> [RECORDS TO PROCESS]:
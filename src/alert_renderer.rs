//! Renders normalized alerts into html emails via tera templates.
//!
//! The built-in template is compiled into the binary, a custom template can be
//! configured with the `template` setting. Every interpolated value is html
//! escaped unless the template explicitly marks it `safe`.

use std::path::Path;

use anyhow::{Context, Result};
use serde::Serialize;
use tera::Tera;

use crate::normalizer::{AlertStatus, NormalizedAlert};

/// name the email template is registered under, the suffix enables autoescaping
const TEMPLATE_NAME: &str = "alert.html";

/// template used if no custom template is configured
const DEFAULT_TEMPLATE: &str = include_str!("../templates/alert.html");

/// colors used to emphasize severities
#[derive(Debug, Clone, Copy, PartialEq, Eq, Serialize)]
pub struct Theme {
    /// main color of header and cards
    pub color: &'static str,
    /// light background for the header box
    pub background: &'static str,
}

impl Theme {
    pub const CRITICAL: Self = Self { color: "#d32f2f", background: "#fdecea" };
    pub const WARNING: Self = Self { color: "#f57c00", background: "#fff4e5" };
    pub const INFO: Self = Self { color: "#1976d2", background: "#e8f1fb" };
    pub const RESOLVED: Self = Self { color: "#388e3c", background: "#edf7ed" };

    /// unknown severities are shown like `info`
    pub fn for_severity(severity: &str) -> Self {
        match severity {
            "critical" | "error" => Self::CRITICAL,
            "warning" => Self::WARNING,
            "resolved" => Self::RESOLVED,
            _ => Self::INFO,
        }
    }
}

#[derive(Debug, Serialize)]
struct MetadataEntry<'a> {
    key: &'a str,
    value: &'a str,
}

#[derive(Debug, Serialize)]
struct ItemContext<'a> {
    time: &'a str,
    link: &'a str,
    metadata: Vec<MetadataEntry<'a>>,
}

/// everything a template can refer to
#[derive(Debug, Serialize)]
struct EmailContext<'a> {
    status: &'a AlertStatus,
    resolved: bool,
    severity: &'a str,
    theme: Theme,
    incident_name: &'a str,
    description: &'a str,
    host: Option<&'a str>,
    subject: &'a str,
    items: Vec<ItemContext<'a>>,
}

impl<'a> EmailContext<'a> {
    fn new(alert: &'a NormalizedAlert) -> Self {
        let items = alert
            .items
            .iter()
            .map(|item| ItemContext {
                time: &item.time,
                link: &item.link,
                metadata: item
                    .metadata
                    .iter()
                    .map(|(key, value)| MetadataEntry { key, value })
                    .collect(),
            })
            .collect();

        Self {
            status: &alert.status,
            resolved: alert.status == AlertStatus::Resolved,
            severity: &alert.severity,
            theme: Theme::for_severity(&alert.severity),
            incident_name: &alert.incident_name,
            description: &alert.description,
            host: alert.host.as_deref(),
            subject: &alert.subject,
            items,
        }
    }
}

/// Alert renderer
#[derive(Debug)]
pub struct AlertRenderer {
    tera: Tera,
}

impl AlertRenderer {
    /// Return new renderer
    ///
    /// # Arguments
    ///
    /// * `template` - optional path of a template replacing the built-in one
    pub fn new(template: Option<&Path>) -> Result<Self> {
        let mut tera = Tera::default();
        tera.set_escape_fn(escape_html);

        match template {
            Some(path) => tera
                .add_template_file(path, Some(TEMPLATE_NAME))
                .with_context(|| format!("could not load email template {}", path.display()))?,
            None => tera
                .add_raw_template(TEMPLATE_NAME, DEFAULT_TEMPLATE)
                .context("could not load built-in email template")?,
        }

        Ok(Self { tera })
    }

    /// Renders `alert` into a self-contained html document.
    pub fn render(&self, alert: &NormalizedAlert) -> Result<String, tera::Error> {
        let context = tera::Context::from_serialize(EmailContext::new(alert))?;

        self.tera.render(TEMPLATE_NAME, &context)
    }
}

/// Escapes html special characters. Unlike tera's default escaping `/` is kept
/// as is, so dates and urls stay readable in the source of the email.
pub fn escape_html(input: &str) -> String {
    let mut escaped = String::with_capacity(input.len());
    for c in input.chars() {
        match c {
            '&' => escaped.push_str("&amp;"),
            '<' => escaped.push_str("&lt;"),
            '>' => escaped.push_str("&gt;"),
            '"' => escaped.push_str("&quot;"),
            '\'' => escaped.push_str("&#x27;"),
            c => escaped.push(c),
        }
    }
    escaped
}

> [EXERCISE OBJECTIVE]: Please transcribe the listing in its entirety, exactly.

> [SOLUTION BELOW]:
filename src/alert_renderer.rs
//! Renders normalized alerts into html emails via tera templates.
//!
//! The built-in template is compiled into the binary, a custom template can be
//! configured with the `template` setting. Every interpolated value is html
//! escaped unless the template explicitly marks it `safe`.

use std::path::Path;

use anyhow::{Context, Result};
use serde::Serialize;
use tera::Tera;

use crate::normalizer::{AlertStatus, NormalizedAlert};

/// name the email template is registered under, the suffix enables autoescaping
const TEMPLATE_NAME: &str = "alert.html";

/// template used if no custom template is configured
const DEFAULT_TEMPLATE: &str = include_str!("../templates/alert.html");

/// colors used to emphasize severities
#[derive(Debug, Clone, Copy, PartialEq, Eq, Serialize)]
pub struct Theme {
    /// main color of header and cards
    pub color: &'static str,
    /// light background for the header box
    pub background: &'static str,
}

impl Theme {
    pub const CRITICAL: Self = Self { color: "#d32f2f", background: "#fdecea" };
    pub const WARNING: Self = Self { color: "#f57c00", background: "#fff4e5" };
    pub const INFO: Self = Self { color: "#1976d2", background: "#e8f1fb" };
    pub const RESOLVED: Self = Self { color: "#388e3c", background: "#edf7ed" };

    /// unknown severities are shown like `info`
    pub fn for_severity(severity: &str) -> Self {
        match severity {
            "critical" | "error" => Self::CRITICAL,
            "warning" => Self::WARNING,
            "resolved" => Self::RESOLVED,
            _ => Self::INFO,
        }
    }
}

#[derive(Debug, Serialize)]
struct MetadataEntry<'a> {
    key: &'a str,
    value: &'a str,
}

#[derive(Debug, Serialize)]
struct ItemContext<'a> {
    time: &'a str,
    link: &'a str,
    metadata: Vec<MetadataEntry<'a>>,
}

/// everything a template can refer to
#[derive(Debug, Serialize)]
struct EmailContext<'a> {
    status: &'a AlertStatus,
    resolved: bool,
    severity: &'a str,
    theme: Theme,
    incident_name: &'a str,
    description: &'a str,
    host: Option<&'a str>,
    subject: &'a str,
    items: Vec<ItemContext<'a>>,
}

impl<'a> EmailContext<'a> {
    fn new(alert: &'a NormalizedAlert) -> Self {
        let items = alert
            .items
            .iter()
            .map(|item| ItemContext {
                time: &item.time,
                link: &item.link,
                metadata: item
                    .metadata
                    .iter()
                    .map(|(key, value)| MetadataEntry { key, value })
                    .collect(),
            })
            .collect();

        Self {
            status: &alert.status,
            resolved: alert.status == AlertStatus::Resolved,
            severity: &alert.severity,
            theme: Theme::for_severity(&alert.severity),
            incident_name: &alert.incident_name,
            description: &alert.description,
            host: alert.host.as_deref(),
            subject: &alert.subject,
            items,
        }
    }
}

/// Alert renderer
#[derive(Debug)]
pub struct AlertRenderer {
    tera: Tera,
}

impl AlertRenderer {
    /// Return new renderer
    ///
    /// # Arguments
    ///
    /// * `template` - optional path of a template replacing the built-in one
    pub fn new(template: Option<&Path>) -> Result<Self> {
        let mut tera = Tera::default();
        tera.set_escape_fn(escape_html);

        match template {
            Some(path) => tera
                .add_template_file(path, Some(TEMPLATE_NAME))
                .with_context(|| format!("could not load email template {}", path.display()))?,
            None => tera
                .add_raw_template(TEMPLATE_NAME, DEFAULT_TEMPLATE)
                .context("could not load built-in email template")?,
        }

        Ok(Self { tera })
    }

    /// Renders `alert` into a self-contained html document.
    pub fn render(&self, alert: &NormalizedAlert) -> Result<String, tera::Error> {
        let context = tera::Context::from_serialize(EmailContext::new(alert))?;

        self.tera.render(TEMPLATE_NAME, &context)
    }
}

/// Escapes html special characters. Unlike tera's default escaping `/` is kept
/// as is, so dates and urls stay readable in the source of the email.
pub fn escape_html(input: &str) -> String {
    let mut escaped = String::with_capacity(input.len());
    for c in input.chars() {
        match c {
            '&' => escaped.push_str("&amp;"),
            '<' => escaped.push_str("&lt;"),
            '>' => escaped.push_str("&gt;"),
            '"' => escaped.push_str("&quot;"),
            '\'' => escaped.push_str("&#x27;"),
            c => escaped.push(c),
        }
    }
    escaped
}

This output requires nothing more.